=== DATA PROVIDED ===

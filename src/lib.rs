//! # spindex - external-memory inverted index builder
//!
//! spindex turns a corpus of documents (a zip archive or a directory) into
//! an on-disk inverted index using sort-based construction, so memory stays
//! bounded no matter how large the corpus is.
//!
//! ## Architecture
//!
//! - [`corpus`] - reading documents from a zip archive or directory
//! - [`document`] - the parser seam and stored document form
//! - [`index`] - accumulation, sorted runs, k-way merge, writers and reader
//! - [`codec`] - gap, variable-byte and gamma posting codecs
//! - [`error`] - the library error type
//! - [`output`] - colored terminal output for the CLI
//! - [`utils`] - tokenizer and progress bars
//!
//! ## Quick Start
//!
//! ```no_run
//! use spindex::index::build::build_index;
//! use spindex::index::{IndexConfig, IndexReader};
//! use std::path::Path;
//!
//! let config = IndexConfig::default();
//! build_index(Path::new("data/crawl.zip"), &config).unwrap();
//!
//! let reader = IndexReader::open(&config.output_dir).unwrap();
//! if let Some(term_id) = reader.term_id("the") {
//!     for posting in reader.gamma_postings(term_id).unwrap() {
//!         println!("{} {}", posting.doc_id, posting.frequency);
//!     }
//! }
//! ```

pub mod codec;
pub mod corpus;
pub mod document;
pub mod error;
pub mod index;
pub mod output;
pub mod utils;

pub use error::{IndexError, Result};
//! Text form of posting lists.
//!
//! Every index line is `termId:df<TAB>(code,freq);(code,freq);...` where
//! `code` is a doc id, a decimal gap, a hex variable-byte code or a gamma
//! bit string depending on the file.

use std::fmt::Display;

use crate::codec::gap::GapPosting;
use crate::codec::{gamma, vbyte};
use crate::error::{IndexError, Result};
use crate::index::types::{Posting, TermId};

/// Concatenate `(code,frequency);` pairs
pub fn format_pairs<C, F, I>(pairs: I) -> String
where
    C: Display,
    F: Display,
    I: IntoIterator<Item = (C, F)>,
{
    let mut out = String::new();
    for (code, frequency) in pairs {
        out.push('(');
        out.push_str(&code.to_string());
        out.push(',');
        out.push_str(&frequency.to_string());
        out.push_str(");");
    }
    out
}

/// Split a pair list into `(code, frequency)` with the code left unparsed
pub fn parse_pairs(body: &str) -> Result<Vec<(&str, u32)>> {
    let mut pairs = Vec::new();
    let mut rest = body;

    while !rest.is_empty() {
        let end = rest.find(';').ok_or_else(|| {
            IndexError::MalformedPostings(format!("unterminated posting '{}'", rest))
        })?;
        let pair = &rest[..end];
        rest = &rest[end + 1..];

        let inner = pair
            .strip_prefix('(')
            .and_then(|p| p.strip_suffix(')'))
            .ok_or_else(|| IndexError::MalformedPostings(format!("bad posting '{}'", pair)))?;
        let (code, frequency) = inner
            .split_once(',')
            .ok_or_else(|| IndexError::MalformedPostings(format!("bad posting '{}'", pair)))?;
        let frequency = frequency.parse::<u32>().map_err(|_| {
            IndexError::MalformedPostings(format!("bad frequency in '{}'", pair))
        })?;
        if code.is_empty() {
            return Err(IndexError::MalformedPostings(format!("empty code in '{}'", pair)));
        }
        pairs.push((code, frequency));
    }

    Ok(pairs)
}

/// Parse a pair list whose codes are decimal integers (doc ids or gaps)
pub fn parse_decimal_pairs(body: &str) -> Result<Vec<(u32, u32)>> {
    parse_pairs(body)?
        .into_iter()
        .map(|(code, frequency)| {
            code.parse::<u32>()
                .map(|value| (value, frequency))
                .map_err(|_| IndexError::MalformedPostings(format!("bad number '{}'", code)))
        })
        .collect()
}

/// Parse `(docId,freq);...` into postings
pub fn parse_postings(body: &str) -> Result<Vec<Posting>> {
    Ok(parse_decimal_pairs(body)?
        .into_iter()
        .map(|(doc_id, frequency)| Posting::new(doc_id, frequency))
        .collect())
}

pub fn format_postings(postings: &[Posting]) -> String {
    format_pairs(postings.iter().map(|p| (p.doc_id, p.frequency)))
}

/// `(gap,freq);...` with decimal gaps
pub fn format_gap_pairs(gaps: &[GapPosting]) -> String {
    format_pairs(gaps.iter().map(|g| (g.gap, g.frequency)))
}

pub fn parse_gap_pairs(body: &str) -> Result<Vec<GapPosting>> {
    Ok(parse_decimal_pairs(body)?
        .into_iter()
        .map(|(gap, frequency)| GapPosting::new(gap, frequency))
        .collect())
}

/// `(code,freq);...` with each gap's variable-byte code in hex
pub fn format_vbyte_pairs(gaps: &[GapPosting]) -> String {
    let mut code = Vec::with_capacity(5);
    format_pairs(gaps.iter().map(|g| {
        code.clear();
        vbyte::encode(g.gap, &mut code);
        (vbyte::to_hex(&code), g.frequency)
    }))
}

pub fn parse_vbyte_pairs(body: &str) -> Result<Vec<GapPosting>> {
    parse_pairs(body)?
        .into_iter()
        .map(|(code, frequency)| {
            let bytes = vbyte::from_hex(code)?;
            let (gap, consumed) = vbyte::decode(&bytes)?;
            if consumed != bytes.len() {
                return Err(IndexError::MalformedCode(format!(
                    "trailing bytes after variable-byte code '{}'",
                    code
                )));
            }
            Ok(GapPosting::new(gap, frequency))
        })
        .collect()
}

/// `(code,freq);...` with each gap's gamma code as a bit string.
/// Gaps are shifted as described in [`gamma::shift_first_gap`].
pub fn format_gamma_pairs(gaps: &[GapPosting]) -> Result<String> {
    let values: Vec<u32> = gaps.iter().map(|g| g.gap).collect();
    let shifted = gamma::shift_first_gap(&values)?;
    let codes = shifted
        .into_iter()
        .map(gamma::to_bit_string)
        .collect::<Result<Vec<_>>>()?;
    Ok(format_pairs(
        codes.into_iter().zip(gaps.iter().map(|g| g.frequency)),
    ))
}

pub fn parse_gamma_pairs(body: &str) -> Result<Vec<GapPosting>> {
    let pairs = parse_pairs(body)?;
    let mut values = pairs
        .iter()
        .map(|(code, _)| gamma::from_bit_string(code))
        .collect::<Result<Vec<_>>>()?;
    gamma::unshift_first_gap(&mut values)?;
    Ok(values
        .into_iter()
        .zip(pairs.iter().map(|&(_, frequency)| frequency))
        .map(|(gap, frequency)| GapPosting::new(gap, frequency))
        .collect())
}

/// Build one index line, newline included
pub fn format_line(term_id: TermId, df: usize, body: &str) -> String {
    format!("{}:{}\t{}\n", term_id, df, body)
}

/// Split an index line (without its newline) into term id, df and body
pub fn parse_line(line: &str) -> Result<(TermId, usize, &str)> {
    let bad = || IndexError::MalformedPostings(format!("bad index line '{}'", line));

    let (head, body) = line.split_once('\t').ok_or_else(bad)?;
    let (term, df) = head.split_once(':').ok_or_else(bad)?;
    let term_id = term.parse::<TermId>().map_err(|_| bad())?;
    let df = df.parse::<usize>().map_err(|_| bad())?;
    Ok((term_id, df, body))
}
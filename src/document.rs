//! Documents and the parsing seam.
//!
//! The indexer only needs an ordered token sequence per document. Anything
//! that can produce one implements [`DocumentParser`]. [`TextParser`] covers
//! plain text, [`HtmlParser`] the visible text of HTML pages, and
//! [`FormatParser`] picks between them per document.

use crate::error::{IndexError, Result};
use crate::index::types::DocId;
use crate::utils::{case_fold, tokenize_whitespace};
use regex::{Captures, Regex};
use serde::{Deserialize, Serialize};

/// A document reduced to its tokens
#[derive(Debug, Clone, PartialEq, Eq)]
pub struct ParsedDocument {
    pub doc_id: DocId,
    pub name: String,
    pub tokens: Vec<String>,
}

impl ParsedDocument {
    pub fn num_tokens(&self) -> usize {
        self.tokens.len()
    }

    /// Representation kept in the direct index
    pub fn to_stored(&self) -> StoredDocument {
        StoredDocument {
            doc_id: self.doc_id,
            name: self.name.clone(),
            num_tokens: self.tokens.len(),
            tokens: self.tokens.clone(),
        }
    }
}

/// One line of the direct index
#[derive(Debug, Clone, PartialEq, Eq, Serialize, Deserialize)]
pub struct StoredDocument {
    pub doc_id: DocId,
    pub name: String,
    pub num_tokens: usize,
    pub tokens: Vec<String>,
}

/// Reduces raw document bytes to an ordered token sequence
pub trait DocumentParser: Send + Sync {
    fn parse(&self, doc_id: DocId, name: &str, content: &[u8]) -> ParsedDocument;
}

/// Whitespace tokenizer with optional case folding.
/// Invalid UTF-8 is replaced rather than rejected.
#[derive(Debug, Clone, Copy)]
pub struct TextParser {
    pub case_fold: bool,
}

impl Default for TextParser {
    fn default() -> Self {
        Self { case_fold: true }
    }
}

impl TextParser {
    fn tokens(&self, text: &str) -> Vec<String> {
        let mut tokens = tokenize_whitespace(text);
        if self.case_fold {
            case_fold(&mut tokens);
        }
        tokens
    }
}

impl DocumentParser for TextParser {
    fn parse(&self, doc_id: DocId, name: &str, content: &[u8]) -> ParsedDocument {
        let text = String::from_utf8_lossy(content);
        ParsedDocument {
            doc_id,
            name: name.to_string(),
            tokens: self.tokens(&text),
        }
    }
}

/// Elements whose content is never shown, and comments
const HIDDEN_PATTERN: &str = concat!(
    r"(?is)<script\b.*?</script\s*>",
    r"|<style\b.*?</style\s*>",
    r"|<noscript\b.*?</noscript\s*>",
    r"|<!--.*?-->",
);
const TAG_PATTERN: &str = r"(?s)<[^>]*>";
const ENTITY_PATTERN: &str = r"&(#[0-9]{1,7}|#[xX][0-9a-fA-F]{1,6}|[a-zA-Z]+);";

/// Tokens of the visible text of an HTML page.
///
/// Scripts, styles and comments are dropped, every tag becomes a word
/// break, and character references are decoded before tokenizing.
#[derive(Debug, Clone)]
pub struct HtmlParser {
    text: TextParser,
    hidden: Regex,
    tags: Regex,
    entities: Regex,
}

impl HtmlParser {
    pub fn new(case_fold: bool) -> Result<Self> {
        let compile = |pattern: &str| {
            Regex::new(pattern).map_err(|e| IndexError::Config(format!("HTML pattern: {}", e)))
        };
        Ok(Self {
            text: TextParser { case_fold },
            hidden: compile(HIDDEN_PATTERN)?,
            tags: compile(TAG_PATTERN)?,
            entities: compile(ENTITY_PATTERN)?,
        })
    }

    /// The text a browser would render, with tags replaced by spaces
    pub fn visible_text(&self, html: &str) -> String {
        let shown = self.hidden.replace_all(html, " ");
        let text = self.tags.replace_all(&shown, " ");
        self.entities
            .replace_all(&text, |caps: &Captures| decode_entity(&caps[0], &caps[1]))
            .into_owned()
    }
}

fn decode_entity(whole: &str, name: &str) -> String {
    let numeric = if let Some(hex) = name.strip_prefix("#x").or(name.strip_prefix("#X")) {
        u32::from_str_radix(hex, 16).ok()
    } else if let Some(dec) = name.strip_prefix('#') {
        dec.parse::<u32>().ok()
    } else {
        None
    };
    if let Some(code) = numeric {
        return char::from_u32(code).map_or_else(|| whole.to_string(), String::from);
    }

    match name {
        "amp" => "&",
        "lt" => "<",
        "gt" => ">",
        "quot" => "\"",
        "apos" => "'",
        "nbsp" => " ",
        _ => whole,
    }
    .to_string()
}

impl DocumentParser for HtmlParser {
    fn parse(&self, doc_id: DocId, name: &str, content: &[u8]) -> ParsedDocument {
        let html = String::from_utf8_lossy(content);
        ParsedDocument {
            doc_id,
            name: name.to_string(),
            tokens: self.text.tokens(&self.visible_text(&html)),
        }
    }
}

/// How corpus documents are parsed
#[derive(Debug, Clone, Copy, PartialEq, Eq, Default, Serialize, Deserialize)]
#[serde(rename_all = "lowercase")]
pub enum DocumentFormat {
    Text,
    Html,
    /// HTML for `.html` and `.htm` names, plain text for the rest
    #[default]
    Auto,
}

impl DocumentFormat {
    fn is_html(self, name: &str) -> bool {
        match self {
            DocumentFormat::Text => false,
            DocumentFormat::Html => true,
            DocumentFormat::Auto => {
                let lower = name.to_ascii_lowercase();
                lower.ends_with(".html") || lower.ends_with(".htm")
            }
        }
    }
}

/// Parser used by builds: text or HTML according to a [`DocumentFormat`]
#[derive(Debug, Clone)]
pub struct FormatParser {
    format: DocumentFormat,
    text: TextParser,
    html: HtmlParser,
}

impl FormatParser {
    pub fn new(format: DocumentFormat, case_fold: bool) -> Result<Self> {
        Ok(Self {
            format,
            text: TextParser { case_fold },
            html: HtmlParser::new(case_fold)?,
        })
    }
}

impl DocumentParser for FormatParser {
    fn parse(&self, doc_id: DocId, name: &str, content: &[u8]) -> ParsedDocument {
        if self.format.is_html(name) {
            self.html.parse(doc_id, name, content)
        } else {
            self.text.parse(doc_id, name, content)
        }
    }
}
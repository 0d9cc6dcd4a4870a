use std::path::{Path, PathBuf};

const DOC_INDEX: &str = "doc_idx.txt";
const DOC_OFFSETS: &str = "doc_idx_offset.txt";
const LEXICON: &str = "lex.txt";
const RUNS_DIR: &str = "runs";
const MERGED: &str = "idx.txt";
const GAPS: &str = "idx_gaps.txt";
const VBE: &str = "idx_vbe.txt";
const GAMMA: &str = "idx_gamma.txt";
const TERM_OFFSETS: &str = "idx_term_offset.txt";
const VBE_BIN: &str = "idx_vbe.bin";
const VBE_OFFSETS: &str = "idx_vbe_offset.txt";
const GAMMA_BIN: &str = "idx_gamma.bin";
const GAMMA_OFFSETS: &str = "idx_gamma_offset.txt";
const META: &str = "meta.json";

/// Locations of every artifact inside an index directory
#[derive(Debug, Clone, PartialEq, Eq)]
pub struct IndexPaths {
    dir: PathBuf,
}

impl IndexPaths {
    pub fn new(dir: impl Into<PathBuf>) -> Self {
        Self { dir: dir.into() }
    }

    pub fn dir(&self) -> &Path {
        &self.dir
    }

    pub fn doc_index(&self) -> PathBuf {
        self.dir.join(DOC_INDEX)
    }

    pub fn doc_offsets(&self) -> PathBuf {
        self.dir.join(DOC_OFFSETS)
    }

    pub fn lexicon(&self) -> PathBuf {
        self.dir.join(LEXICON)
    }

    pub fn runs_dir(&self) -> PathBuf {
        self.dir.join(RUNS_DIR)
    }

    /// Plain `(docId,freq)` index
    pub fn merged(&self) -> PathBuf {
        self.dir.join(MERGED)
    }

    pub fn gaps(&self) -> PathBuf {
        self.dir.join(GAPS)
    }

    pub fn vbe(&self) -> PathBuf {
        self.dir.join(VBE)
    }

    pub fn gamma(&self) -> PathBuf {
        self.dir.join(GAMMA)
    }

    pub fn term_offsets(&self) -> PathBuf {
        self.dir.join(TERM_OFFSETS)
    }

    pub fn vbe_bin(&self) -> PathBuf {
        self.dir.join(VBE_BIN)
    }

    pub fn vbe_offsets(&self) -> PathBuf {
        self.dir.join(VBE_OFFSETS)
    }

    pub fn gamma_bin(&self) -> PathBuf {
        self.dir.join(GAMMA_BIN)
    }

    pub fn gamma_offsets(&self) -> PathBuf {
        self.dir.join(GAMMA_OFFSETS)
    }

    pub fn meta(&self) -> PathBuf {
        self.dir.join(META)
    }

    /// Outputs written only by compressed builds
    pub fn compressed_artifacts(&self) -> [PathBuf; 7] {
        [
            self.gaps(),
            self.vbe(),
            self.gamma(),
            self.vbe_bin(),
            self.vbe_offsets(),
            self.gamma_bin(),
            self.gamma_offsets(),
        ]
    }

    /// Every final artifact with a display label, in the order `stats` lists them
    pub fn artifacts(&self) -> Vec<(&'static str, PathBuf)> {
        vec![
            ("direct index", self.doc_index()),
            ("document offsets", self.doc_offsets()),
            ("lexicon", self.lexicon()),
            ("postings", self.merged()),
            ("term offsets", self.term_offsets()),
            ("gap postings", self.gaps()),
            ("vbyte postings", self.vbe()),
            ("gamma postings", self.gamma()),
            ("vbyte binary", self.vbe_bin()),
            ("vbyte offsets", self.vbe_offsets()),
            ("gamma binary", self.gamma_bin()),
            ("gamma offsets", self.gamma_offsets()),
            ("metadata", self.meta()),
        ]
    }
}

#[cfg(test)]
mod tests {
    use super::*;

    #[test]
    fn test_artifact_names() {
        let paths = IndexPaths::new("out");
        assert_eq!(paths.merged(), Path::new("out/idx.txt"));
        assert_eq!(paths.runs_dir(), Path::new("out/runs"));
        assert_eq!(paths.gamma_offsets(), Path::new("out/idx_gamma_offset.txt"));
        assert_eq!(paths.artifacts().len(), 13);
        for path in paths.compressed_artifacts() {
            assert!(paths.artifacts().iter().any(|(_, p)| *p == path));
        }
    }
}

===

## [EXERCISE OBJECTIVE]
If the word "Debug" is on a line above, return that line.

## [PROBLEM SOLUTION]
#[derive(Debug, Clone, PartialEq, Eq)]
#[derive(Debug, Clone, PartialEq, Eq, Serialize, Deserialize)]
#[derive(Debug, Clone, Copy)]
#[derive(Debug, Clone)]
#[derive(Debug, Clone, Copy, PartialEq, Eq, Default, Serialize, Deserialize)]
#[derive(Debug, Clone)]
#[derive(Debug, Clone, PartialEq, Eq)]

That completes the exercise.